今、そのカタツムリは、隣のエンパイアの勇者が楽しそうに操作している。
そういうわけで、今の俺たちは、遠く離れた石垣島周辺のプライベートビーチで遊んでいると言うわけだ。
だがしかし、カタツムリが向かう島は、言わずと知れた厄介な隣人も領有を視聴している島。
そこに上水道を引くなど、もちろん面白いわけがなく、お船を大量に連れてやってきている。
なのだが、そのカタツムリの周りには、護衛として、大量の巨大浮遊物体が付いている。
その浮遊物体は、日本産の岩手。
その数80体。いや、80手? 80個なのか? とにかく、直径30mくらいある空飛ぶ手が、80個も随伴で飛んでいる。もちろん、全て遠隔操作だ。

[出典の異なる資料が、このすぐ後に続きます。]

mod debug_report;

use chrono::{Local, NaiveDateTime};
use gateboard::{Board, ConfigOverrides, FlightBatch};
use std::io::{self, IsTerminal, Read};
use std::path::PathBuf;

const REFERENCE_FORMAT: &str = "%Y-%m-%dT%H:%M:%S";
const DEBUG_ENV: &str = "GATEBOARD_DEBUG_RULES";

fn main() {
    init_logging();

    let config = match parse_args() {
        Ok(config) => config,
        Err(err) => {
            eprintln!("{err}");
            std::process::exit(2);
        }
    };

    let overrides = match config.config_path.as_ref().map(ConfigOverrides::from_path).transpose() {
        Ok(overrides) => overrides,
        Err(err) => {
            eprintln!("error: failed to load configuration: {err}");
            std::process::exit(1);
        }
    };
    let mut board = match Board::new(overrides) {
        Ok(board) => board,
        Err(err) => {
            eprintln!("error: invalid configuration: {err}");
            std::process::exit(1);
        }
    };

    let batch = match read_flights(config.flights_path.as_ref()) {
        Ok(batch) => batch,
        Err(err) => {
            eprintln!("{err}");
            std::process::exit(2);
        }
    };

    let report = board.assign_verbose(batch);

    if config.json {
        match board.state().to_json_pretty() {
            Ok(json) => println!("{json}"),
            Err(err) => {
                eprintln!("error: failed to encode flights: {err}");
                std::process::exit(1);
            }
        }
        return;
    }

    debug_report::print_board(board.state(), config.reference_time, config.color);
    if config.trace {
        debug_report::print_trace(&report, config.color);
    }
}

struct CliConfig {
    config_path: Option<PathBuf>,
    flights_path: Option<PathBuf>,
    reference_time: NaiveDateTime,
    json: bool,
    trace: bool,
    color: bool,
}

fn parse_args() -> Result<CliConfig, String> {
    let mut config_path: Option<PathBuf> = None;
    let mut flights_path: Option<PathBuf> = None;
    let mut reference_time = Local::now().naive_local();
    let mut json = false;
    let mut trace = false;
    let mut color = io::stdout().is_terminal();
    let mut args = std::env::args().skip(1);

    while let Some(arg) = args.next() {
        match arg.as_str() {
            "-h" | "--help" => {
                print_help();
                std::process::exit(0);
            }
            "-V" | "--version" => {
                println!("gateboard {}", env!("CARGO_PKG_VERSION"));
                std::process::exit(0);
            }
            "--color" => color = true,
            "--no-color" => color = false,
            "--json" => json = true,
            "--trace" => trace = true,
            "--reference" => {
                let value = args.next().ok_or_else(|| "error: --reference expects a value".to_string())?;
                reference_time = parse_reference(&value)?;
            }
            "--config" | "-c" => {
                let value = args.next().ok_or_else(|| "error: --config expects a path".to_string())?;
                set_once(&mut config_path, value, "--config")?;
            }
            "--flights" | "-f" => {
                let value = args.next().ok_or_else(|| "error: --flights expects a path".to_string())?;
                set_once(&mut flights_path, value, "--flights")?;
            }
            _ if arg.starts_with("--reference=") => {
                reference_time = parse_reference(arg.trim_start_matches("--reference="))?;
            }
            _ if arg.starts_with("--config=") => {
                set_once(&mut config_path, arg.trim_start_matches("--config=").to_string(), "--config")?;
            }
            _ if arg.starts_with("--flights=") => {
                set_once(&mut flights_path, arg.trim_start_matches("--flights=").to_string(), "--flights")?;
            }
            _ => return Err(format!("error: unknown option '{arg}'\n\n{}", help_text())),
        }
    }

    Ok(CliConfig { config_path, flights_path, reference_time, json, trace, color })
}

fn set_once(slot: &mut Option<PathBuf>, value: String, flag: &str) -> Result<(), String> {
    if slot.is_some() {
        return Err(format!("error: {flag} provided multiple times"));
    }
    *slot = Some(PathBuf::from(value));
    Ok(())
}

fn read_flights(path: Option<&PathBuf>) -> Result<FlightBatch, String> {
    let text = match path {
        Some(path) => std::fs::read_to_string(path)
            .map_err(|err| format!("error: failed to read {}: {err}", path.display()))?,
        None => {
            if io::stdin().is_terminal() {
                return Err(format!("error: no flights provided\n\n{}", help_text()));
            }
            let mut buffer = String::new();
            io::stdin().read_to_string(&mut buffer).map_err(|err| format!("error: failed to read stdin: {err}"))?;
            buffer
        }
    };
    FlightBatch::from_json_str(&text).map_err(|err| format!("error: invalid flight batch: {err}"))
}

fn parse_reference(value: &str) -> Result<NaiveDateTime, String> {
    NaiveDateTime::parse_from_str(value, REFERENCE_FORMAT)
        .map_err(|_| format!("error: invalid --reference '{value}' (expected YYYY-MM-DDTHH:MM:SS)"))
}

/// Route `log` records to stderr when the debug variable is set.
fn init_logging() {
    struct StderrLogger;

    impl log::Log for StderrLogger {
        fn enabled(&self, _metadata: &log::Metadata) -> bool {
            true
        }

        fn log(&self, record: &log::Record) {
            eprintln!("{:<5} {}", record.level(), record.args());
        }

        fn flush(&self) {}
    }

    static LOGGER: StderrLogger = StderrLogger;

    if std::env::var_os(DEBUG_ENV).is_some() && log::set_logger(&LOGGER).is_ok() {
        log::set_max_level(log::LevelFilter::Trace);
    }
}

fn print_help() {
    println!("{}", help_text());
}

fn help_text() -> String {
    format!(
        "gateboard {version}

Assigns terminals and gates to a batch of flights and prints the board.

Usage:
  gateboard [OPTIONS] --flights <path>
  gateboard [OPTIONS] < flights.json

Options:
  -c, --config <path>        JSON configuration (terminals, gates, constraints).
                             Default: one terminal 'Main' with gate 'A'.
  -f, --flights <path>       JSON flight batch {{\"departures\": [..], \"arrivals\": [..]}}.
                             Read from stdin when omitted.
  --reference <timestamp>    Board time in YYYY-MM-DDTHH:MM:SS. Default: now.
  --json                     Print the assigned batch as JSON instead of the board.
  --trace                    Also print how each flight was placed.
  --color                    Force ANSI color output.
  --no-color                 Disable ANSI color output.
  -h, --help                 Show this help message.
  -V, --version              Print version information.

Environment:
  {debug_env}=1   Log range expansion and per-flight decisions to stderr.

Exit codes:
  0  Success.
  1  Invalid configuration.
  2  Invalid arguments or flight input.
",
        version = env!("CARGO_PKG_VERSION"),
        debug_env = DEBUG_ENV
    )
}
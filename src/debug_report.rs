use chrono::NaiveDateTime;
use gateboard::{AssignmentReport, Decision, Flight, FlightBatch, Movement, Tier};

mod ansi {
    pub const RESET: &str = "\x1b[0m";
    pub const DIM: &str = "\x1b[2m";
    pub const BOLD: &str = "\x1b[1m";

    pub const RED: &str = "\x1b[31m";
    pub const GREEN: &str = "\x1b[32m";
    pub const YELLOW: &str = "\x1b[33m";
    pub const BLUE: &str = "\x1b[34m";
    pub const CYAN: &str = "\x1b[36m";
    pub const GRAY: &str = "\x1b[90m";

    pub struct Palette {
        enabled: bool,
    }

    impl Palette {
        pub fn new(enabled: bool) -> Self {
            Self { enabled }
        }

        pub fn paint(&self, s: impl AsRef<str>, color: &str) -> String {
            if self.enabled { format!("{}{}{}", color, s.as_ref(), RESET) } else { s.as_ref().to_string() }
        }

        pub fn bold(&self, s: impl AsRef<str>) -> String {
            if self.enabled { format!("{}{}{}", BOLD, s.as_ref(), RESET) } else { s.as_ref().to_string() }
        }

        pub fn dim(&self, s: impl AsRef<str>) -> String {
            if self.enabled { format!("{}{}{}", DIM, s.as_ref(), RESET) } else { s.as_ref().to_string() }
        }
    }
}

const UNSET: &str = "-";

pub fn print_board(batch: &FlightBatch, reference: NaiveDateTime, color: bool) {
    let palette = ansi::Palette::new(color);
    println!(
        "\n{}  {}",
        palette.bold(palette.paint("✈  Flight board", ansi::CYAN)),
        palette.dim(reference.format("%Y-%m-%d %H:%M:%S").to_string())
    );

    print_section("Departures", Movement::Departure, &batch.departures, &palette);
    print_section("Arrivals", Movement::Arrival, &batch.arrivals, &palette);
    println!();
}

fn print_section(title: &str, movement: Movement, flights: &[Flight], palette: &ansi::Palette) {
    println!("\n{}", palette.paint(format!("━━━ {title} ━━━"), ansi::GRAY));
    if flights.is_empty() {
        println!("{}", palette.dim("  No flights"));
        return;
    }

    println!(
        "  {}",
        palette.dim(format!(
            "{:<10} {:<6} {:<11} {:<6} {:<10} {:<8}",
            "FLIGHT", "TIME", "ROUTE", "TYPE", "TERMINAL", "GATE"
        ))
    );
    for flight in flights {
        let time = match movement {
            Movement::Departure => flight.deptime.as_deref(),
            Movement::Arrival => flight.arrtime.as_deref(),
        };
        let (from, to) = (flight.departure.as_deref().unwrap_or(UNSET), flight.arrival.as_deref().unwrap_or(UNSET));
        let route = format!("{from}→{to}");
        let terminal = flight.terminal.as_deref().map(|t| palette.paint(format!("{t:<10}"), ansi::GREEN));
        let gate = flight.gate.as_deref().map(|g| palette.bold(palette.paint(format!("{g:<8}"), ansi::GREEN)));

        // Padding is applied before painting so escape codes don't skew columns.
        println!(
            "  {} {:<6} {:<11} {} {} {}",
            palette.paint(format!("{:<10}", flight.callsign.as_deref().unwrap_or(UNSET)), ansi::BLUE),
            time.unwrap_or(UNSET),
            route,
            palette.dim(format!("{:<6}", flight.aircraft_short.as_deref().unwrap_or(UNSET))),
            terminal.unwrap_or_else(|| palette.paint(format!("{UNSET:<10}"), ansi::RED)),
            gate.unwrap_or_else(|| palette.paint(format!("{UNSET:<8}"), ansi::RED)),
        );
    }
}

pub fn print_trace(report: &AssignmentReport, color: bool) {
    let palette = ansi::Palette::new(color);
    println!("{}", palette.paint("━━━ Trace ━━━", ansi::GRAY));

    for trace in &report.flights {
        println!(
            "  {} {} {}",
            palette.paint(format!("{}[{}]", trace.movement.label(), trace.index), ansi::GRAY),
            palette.bold(palette.paint(trace.callsign.as_deref().unwrap_or(UNSET), ansi::BLUE)),
            trace.hash.map(|h| palette.dim(format!("hash {h}"))).unwrap_or_default(),
        );
        println!(
            "      {} {}  {} {}",
            palette.dim("terminal:"),
            fmt_decision(trace.terminal.as_ref(), &palette),
            palette.dim("│ gate:"),
            fmt_decision(trace.gate.as_ref(), &palette)
        );
    }

    println!("\n{}", palette.paint("━━━ Summary ━━━", ansi::GRAY));
    let (unplaced, without_gate) = (report.unplaced(), report.without_gate());
    println!(
        "  Flights: {}  │  Unplaced: {}  │  Without gate: {}  │  Hashed picks: {}  │  Total: {}",
        palette.paint(report.flights.len().to_string(), ansi::BLUE),
        palette.paint(unplaced.to_string(), if unplaced > 0 { ansi::RED } else { ansi::GREEN }),
        palette.paint(without_gate.to_string(), if without_gate > 0 { ansi::YELLOW } else { ansi::GREEN }),
        palette.paint(report.hashed_selections().to_string(), ansi::CYAN),
        palette.dim(format!("{:?}", report.elapsed)),
    );
    println!();
}

fn fmt_decision(decision: Option<&Decision>, palette: &ansi::Palette) -> String {
    let Some(decision) = decision else {
        return palette.paint("none", ansi::RED);
    };

    let tier_color = match decision.tier {
        Tier::Best => ansi::GREEN,
        Tier::Ok => ansi::CYAN,
        Tier::Worst => ansi::YELLOW,
    };
    format!(
        "{} {} {}",
        palette.bold(&decision.name),
        palette.paint(decision.tier.label(), tier_color),
        palette.dim(format!("(shortlist {}{})", decision.shortlist, if decision.hashed { ", hashed" } else { "" }))
    )
}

こいつらは、普通の対艦ミサイルではびくともしない。最低でもバンカーバスター。一番確実なのは、核兵器の直撃だが、それ以外の攻撃はほぼ通用しない。
もちろん、対艦ミサイルを魔力が尽きるまで撃ち続けたら、破壊できないこともない。だが、俺の温泉とミサイルの備蓄量、どちらが上かな? と言う話だ。
そんなのが護衛で80個もいるのだから、相手も絶望だろう。
だから、きっと相手は何もしてこない。いや~平和だねぇ・・・
と、思いつつも、トモヨは温泉アナザルームでお留守番。まあ、保険だ。
仮に、ここに核ミサイルが撃ち込まれても、不思議な魔術で死にはしない。
なので、ここはきっと平和なのだ。
俺は、ちっとも釣れない釣りを諦め、気持ちよさそうに寝そべるユーレイさんをじっくりとマッサージするべく、彼女の真横に椅子を移動させた。